**Aim of the task**
Line by line, transcribe the listing below exactly.

**Information**
● ● ● ●

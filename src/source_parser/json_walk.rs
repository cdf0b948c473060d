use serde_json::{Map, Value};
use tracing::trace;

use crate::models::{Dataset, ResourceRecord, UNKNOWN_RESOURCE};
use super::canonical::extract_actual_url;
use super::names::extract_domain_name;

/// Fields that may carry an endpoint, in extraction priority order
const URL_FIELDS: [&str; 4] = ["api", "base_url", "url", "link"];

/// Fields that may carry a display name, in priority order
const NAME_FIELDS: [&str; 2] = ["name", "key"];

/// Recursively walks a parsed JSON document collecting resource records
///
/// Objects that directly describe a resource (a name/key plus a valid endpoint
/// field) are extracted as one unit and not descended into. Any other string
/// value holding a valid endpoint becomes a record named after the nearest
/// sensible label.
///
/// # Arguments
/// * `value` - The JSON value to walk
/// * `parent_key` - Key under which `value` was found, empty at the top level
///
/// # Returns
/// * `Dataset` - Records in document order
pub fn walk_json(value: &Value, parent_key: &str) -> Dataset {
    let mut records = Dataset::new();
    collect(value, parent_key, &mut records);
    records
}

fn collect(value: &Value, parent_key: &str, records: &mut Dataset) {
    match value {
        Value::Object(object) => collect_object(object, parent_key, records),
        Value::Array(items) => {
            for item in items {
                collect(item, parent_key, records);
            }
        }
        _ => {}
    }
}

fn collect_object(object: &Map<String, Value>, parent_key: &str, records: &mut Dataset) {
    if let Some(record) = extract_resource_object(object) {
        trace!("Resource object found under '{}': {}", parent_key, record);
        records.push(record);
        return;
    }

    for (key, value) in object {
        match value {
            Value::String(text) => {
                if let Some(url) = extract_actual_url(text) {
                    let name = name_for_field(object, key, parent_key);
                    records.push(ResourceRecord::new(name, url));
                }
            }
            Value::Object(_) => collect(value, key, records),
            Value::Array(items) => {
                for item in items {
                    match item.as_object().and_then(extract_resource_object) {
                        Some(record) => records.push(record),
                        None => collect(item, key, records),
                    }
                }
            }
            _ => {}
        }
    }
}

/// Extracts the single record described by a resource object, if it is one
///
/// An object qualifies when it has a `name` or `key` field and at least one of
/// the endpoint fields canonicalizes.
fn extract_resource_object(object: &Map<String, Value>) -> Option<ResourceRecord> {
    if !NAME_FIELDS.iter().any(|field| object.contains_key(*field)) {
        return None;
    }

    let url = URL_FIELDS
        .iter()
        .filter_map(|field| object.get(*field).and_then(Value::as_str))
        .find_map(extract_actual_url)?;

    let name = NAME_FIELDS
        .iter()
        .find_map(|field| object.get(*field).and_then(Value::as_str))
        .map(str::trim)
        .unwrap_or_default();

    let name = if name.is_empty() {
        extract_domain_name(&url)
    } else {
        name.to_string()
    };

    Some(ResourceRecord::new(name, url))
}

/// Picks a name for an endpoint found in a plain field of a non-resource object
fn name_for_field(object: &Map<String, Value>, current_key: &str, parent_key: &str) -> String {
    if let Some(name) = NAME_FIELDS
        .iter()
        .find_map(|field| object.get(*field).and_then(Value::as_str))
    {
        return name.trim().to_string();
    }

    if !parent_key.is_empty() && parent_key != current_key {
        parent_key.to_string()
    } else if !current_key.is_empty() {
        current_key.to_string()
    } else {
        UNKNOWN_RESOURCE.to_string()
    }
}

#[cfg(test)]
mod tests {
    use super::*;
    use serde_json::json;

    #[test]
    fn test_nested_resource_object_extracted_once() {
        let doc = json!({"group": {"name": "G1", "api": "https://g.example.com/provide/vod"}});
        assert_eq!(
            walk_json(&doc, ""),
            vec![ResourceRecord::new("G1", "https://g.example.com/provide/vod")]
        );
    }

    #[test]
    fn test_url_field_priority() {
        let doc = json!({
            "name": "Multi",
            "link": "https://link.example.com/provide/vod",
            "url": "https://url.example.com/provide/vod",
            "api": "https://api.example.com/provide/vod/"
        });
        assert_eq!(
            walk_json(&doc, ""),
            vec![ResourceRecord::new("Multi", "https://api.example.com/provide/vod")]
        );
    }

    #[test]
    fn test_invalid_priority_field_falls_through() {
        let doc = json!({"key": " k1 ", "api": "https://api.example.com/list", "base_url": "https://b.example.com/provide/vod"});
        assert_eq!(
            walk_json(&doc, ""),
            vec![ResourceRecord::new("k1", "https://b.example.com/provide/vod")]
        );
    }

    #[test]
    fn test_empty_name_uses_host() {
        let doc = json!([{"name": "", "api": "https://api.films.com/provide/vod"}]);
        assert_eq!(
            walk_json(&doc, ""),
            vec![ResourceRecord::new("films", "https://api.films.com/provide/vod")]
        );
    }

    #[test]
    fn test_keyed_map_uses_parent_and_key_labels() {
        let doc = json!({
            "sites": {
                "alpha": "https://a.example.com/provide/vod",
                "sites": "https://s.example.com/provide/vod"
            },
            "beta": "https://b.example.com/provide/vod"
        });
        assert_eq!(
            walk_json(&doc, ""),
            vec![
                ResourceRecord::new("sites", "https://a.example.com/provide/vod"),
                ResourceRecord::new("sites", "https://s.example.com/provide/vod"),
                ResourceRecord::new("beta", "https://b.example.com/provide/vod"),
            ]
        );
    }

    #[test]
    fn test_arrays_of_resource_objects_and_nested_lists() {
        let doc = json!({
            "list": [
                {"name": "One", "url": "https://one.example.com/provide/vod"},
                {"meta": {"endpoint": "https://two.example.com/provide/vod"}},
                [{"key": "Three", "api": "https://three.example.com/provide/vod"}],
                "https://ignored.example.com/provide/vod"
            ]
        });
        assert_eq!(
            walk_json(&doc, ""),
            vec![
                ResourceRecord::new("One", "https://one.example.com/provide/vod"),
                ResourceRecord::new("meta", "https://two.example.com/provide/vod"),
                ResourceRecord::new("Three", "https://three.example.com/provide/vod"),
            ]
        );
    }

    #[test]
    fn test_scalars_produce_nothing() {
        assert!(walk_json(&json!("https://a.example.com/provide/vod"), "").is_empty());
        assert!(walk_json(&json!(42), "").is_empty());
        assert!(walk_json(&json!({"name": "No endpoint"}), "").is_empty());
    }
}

● ● ● ●

**Exercise output**
filename src/source_parser/json_walk.rs
repository cdf0b948c473060d
use serde_json::{Map, Value};
use tracing::trace;

use crate::models::{Dataset, ResourceRecord, UNKNOWN_RESOURCE};
use super::canonical::extract_actual_url;
use super::names::extract_domain_name;

/// Fields that may carry an endpoint, in extraction priority order
const URL_FIELDS: [&str; 4] = ["api", "base_url", "url", "link"];

/// Fields that may carry a display name, in priority order
const NAME_FIELDS: [&str; 2] = ["name", "key"];

/// Recursively walks a parsed JSON document collecting resource records
///
/// Objects that directly describe a resource (a name/key plus a valid endpoint
/// field) are extracted as one unit and not descended into. Any other string
/// value holding a valid endpoint becomes a record named after the nearest
/// sensible label.
///
/// # Arguments
/// * `value` - The JSON value to walk
/// * `parent_key` - Key under which `value` was found, empty at the top level
///
/// # Returns
/// * `Dataset` - Records in document order
pub fn walk_json(value: &Value, parent_key: &str) -> Dataset {
    let mut records = Dataset::new();
    collect(value, parent_key, &mut records);
    records
}

fn collect(value: &Value, parent_key: &str, records: &mut Dataset) {
    match value {
        Value::Object(object) => collect_object(object, parent_key, records),
        Value::Array(items) => {
            for item in items {
                collect(item, parent_key, records);
            }
        }
        _ => {}
    }
}

fn collect_object(object: &Map<String, Value>, parent_key: &str, records: &mut Dataset) {
    if let Some(record) = extract_resource_object(object) {
        trace!("Resource object found under '{}': {}", parent_key, record);
        records.push(record);
        return;
    }

    for (key, value) in object {
        match value {
            Value::String(text) => {
                if let Some(url) = extract_actual_url(text) {
                    let name = name_for_field(object, key, parent_key);
                    records.push(ResourceRecord::new(name, url));
                }
            }
            Value::Object(_) => collect(value, key, records),
            Value::Array(items) => {
                for item in items {
                    match item.as_object().and_then(extract_resource_object) {
                        Some(record) => records.push(record),
                        None => collect(item, key, records),
                    }
                }
            }
            _ => {}
        }
    }
}

/// Extracts the single record described by a resource object, if it is one
///
/// An object qualifies when it has a `name` or `key` field and at least one of
/// the endpoint fields canonicalizes.
fn extract_resource_object(object: &Map<String, Value>) -> Option<ResourceRecord> {
    if !NAME_FIELDS.iter().any(|field| object.contains_key(*field)) {
        return None;
    }

    let url = URL_FIELDS
        .iter()
        .filter_map(|field| object.get(*field).and_then(Value::as_str))
        .find_map(extract_actual_url)?;

    let name = NAME_FIELDS
        .iter()
        .find_map(|field| object.get(*field).and_then(Value::as_str))
        .map(str::trim)
        .unwrap_or_default();

    let name = if name.is_empty() {
        extract_domain_name(&url)
    } else {
        name.to_string()
    };

    Some(ResourceRecord::new(name, url))
}

/// Picks a name for an endpoint found in a plain field of a non-resource object
fn name_for_field(object: &Map<String, Value>, current_key: &str, parent_key: &str) -> String {
    if let Some(name) = NAME_FIELDS
        .iter()
        .find_map(|field| object.get(*field).and_then(Value::as_str))
    {
        return name.trim().to_string();
    }

    if !parent_key.is_empty() && parent_key != current_key {
        parent_key.to_string()
    } else if !current_key.is_empty() {
        current_key.to_string()
    } else {
        UNKNOWN_RESOURCE.to_string()
    }
}

#[cfg(test)]
mod tests {
    use super::*;
    use serde_json::json;

    #[test]
    fn test_nested_resource_object_extracted_once() {
        let doc = json!({"group": {"name": "G1", "api": "https://g.example.com/provide/vod"}});
        assert_eq!(
            walk_json(&doc, ""),
            vec![ResourceRecord::new("G1", "https://g.example.com/provide/vod")]
        );
    }

    #[test]
    fn test_url_field_priority() {
        let doc = json!({
            "name": "Multi",
            "link": "https://link.example.com/provide/vod",
            "url": "https://url.example.com/provide/vod",
            "api": "https://api.example.com/provide/vod/"
        });
        assert_eq!(
            walk_json(&doc, ""),
            vec![ResourceRecord::new("Multi", "https://api.example.com/provide/vod")]
        );
    }

    #[test]
    fn test_invalid_priority_field_falls_through() {
        let doc = json!({"key": " k1 ", "api": "https://api.example.com/list", "base_url": "https://b.example.com/provide/vod"});
        assert_eq!(
            walk_json(&doc, ""),
            vec![ResourceRecord::new("k1", "https://b.example.com/provide/vod")]
        );
    }

    #[test]
    fn test_empty_name_uses_host() {
        let doc = json!([{"name": "", "api": "https://api.films.com/provide/vod"}]);
        assert_eq!(
            walk_json(&doc, ""),
            vec![ResourceRecord::new("films", "https://api.films.com/provide/vod")]
        );
    }

    #[test]
    fn test_keyed_map_uses_parent_and_key_labels() {
        let doc = json!({
            "sites": {
                "alpha": "https://a.example.com/provide/vod",
                "sites": "https://s.example.com/provide/vod"
            },
            "beta": "https://b.example.com/provide/vod"
        });
        assert_eq!(
            walk_json(&doc, ""),
            vec![
                ResourceRecord::new("sites", "https://a.example.com/provide/vod"),
                ResourceRecord::new("sites", "https://s.example.com/provide/vod"),
                ResourceRecord::new("beta", "https://b.example.com/provide/vod"),
            ]
        );
    }

    #[test]
    fn test_arrays_of_resource_objects_and_nested_lists() {
        let doc = json!({
            "list": [
                {"name": "One", "url": "https://one.example.com/provide/vod"},
                {"meta": {"endpoint": "https://two.example.com/provide/vod"}},
                [{"key": "Three", "api": "https://three.example.com/provide/vod"}],
                "https://ignored.example.com/provide/vod"
            ]
        });
        assert_eq!(
            walk_json(&doc, ""),
            vec![
                ResourceRecord::new("One", "https://one.example.com/provide/vod"),
                ResourceRecord::new("meta", "https://two.example.com/provide/vod"),
                ResourceRecord::new("Three", "https://three.example.com/provide/vod"),
            ]
        );
    }

    #[test]
    fn test_scalars_produce_nothing() {
        assert!(walk_json(&json!("https://a.example.com/provide/vod"), "").is_empty());
        assert!(walk_json(&json!(42), "").is_empty());
        assert!(walk_json(&json!({"name": "No endpoint"}), "").is_empty());
    }
}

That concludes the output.